Source data:
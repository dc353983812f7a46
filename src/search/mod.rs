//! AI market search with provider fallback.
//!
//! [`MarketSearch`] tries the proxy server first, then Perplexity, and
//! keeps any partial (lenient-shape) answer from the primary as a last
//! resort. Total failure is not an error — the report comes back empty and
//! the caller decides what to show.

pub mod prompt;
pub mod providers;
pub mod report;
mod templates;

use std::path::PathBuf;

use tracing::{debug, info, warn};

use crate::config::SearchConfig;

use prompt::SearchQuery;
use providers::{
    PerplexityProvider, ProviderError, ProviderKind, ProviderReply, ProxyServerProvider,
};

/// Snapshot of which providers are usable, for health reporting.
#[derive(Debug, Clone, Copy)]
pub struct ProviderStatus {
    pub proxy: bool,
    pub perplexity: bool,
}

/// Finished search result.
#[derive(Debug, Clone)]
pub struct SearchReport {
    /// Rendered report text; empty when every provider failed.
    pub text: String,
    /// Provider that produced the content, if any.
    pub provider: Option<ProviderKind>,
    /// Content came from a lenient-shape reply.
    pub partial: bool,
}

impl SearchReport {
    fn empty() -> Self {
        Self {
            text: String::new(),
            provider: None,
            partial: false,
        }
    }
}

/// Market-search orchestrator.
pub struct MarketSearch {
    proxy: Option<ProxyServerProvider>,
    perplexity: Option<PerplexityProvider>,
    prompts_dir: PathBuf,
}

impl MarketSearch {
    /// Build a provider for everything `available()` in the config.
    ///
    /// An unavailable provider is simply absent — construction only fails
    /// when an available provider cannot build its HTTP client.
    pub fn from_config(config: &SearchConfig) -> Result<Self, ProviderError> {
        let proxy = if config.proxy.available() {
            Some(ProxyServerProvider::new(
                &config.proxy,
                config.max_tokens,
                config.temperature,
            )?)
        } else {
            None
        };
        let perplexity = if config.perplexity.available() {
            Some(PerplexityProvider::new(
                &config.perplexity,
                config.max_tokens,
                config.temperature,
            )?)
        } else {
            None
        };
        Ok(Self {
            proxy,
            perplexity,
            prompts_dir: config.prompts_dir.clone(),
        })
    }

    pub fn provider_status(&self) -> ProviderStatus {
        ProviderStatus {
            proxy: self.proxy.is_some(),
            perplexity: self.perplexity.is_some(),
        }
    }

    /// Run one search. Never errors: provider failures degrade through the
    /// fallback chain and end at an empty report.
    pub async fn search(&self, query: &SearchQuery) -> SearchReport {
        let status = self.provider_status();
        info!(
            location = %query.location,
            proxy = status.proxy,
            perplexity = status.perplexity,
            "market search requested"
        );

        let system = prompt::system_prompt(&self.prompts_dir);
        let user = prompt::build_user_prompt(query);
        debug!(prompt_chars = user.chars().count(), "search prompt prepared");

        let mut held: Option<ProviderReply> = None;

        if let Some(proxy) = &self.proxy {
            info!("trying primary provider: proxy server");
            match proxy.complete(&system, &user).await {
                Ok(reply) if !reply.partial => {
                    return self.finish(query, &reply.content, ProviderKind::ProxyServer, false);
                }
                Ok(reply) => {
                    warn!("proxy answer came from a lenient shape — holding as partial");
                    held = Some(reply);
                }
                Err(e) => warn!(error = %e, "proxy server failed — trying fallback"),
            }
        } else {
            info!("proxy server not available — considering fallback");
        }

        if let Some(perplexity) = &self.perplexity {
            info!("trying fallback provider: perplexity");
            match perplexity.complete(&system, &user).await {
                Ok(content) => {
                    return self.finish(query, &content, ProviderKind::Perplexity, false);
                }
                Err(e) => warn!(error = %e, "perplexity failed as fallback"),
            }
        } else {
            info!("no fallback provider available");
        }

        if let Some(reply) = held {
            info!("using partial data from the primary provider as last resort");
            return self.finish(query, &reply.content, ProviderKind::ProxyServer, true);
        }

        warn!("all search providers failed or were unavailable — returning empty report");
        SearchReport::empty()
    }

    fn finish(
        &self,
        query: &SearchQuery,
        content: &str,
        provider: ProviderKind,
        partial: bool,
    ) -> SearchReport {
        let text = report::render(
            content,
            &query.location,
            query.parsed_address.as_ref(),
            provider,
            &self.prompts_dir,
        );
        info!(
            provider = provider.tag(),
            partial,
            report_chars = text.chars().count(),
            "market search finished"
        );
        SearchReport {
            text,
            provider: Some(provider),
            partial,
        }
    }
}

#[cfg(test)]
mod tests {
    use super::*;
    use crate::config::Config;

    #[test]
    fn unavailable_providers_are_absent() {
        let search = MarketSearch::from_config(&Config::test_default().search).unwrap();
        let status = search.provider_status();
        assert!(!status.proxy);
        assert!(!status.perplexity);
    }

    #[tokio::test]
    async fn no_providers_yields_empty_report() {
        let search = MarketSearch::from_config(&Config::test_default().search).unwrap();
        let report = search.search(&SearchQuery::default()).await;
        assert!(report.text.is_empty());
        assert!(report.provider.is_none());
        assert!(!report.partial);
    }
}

...

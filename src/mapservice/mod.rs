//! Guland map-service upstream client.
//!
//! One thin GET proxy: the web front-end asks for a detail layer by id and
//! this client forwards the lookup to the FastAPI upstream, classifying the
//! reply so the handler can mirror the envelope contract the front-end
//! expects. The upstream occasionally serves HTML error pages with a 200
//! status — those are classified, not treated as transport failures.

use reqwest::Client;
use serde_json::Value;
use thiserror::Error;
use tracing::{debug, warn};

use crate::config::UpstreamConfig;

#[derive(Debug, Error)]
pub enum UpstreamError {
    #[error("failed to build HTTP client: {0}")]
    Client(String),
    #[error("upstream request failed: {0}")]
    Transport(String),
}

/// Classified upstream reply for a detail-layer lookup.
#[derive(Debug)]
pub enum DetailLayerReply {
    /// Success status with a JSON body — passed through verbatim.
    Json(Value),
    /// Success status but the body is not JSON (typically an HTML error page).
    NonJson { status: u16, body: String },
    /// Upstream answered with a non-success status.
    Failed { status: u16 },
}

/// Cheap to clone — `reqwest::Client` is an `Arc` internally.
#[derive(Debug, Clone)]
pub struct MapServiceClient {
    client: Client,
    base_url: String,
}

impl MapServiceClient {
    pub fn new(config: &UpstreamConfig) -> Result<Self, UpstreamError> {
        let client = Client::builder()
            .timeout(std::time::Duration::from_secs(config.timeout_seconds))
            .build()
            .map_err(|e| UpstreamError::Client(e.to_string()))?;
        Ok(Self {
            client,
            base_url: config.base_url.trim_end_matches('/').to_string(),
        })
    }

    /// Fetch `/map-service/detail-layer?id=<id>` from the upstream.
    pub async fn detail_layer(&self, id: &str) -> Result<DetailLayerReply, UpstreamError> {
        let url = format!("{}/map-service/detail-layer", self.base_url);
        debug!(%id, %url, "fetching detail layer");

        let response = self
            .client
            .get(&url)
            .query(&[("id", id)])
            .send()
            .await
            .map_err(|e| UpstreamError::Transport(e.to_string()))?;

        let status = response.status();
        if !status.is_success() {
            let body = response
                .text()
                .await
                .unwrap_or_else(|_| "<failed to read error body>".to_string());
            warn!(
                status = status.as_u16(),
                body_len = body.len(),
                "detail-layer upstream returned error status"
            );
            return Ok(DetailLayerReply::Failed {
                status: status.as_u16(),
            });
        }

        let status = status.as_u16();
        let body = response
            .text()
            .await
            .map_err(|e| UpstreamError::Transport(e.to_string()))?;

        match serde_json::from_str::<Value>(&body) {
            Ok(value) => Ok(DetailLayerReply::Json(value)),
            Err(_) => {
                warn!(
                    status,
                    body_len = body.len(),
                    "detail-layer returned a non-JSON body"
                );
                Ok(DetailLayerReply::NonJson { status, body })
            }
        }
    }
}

Aim of the task:
Pull out all lines of the data with the string "fallback".

Solved problem:
//! AI market search with provider fallback.
    /// fallback chain and end at an empty report.
                Err(e) => warn!(error = %e, "proxy server failed — trying fallback"),
            info!("proxy server not available — considering fallback");
            info!("trying fallback provider: perplexity");
                Err(e) => warn!(error = %e, "perplexity failed as fallback"),
            info!("no fallback provider available");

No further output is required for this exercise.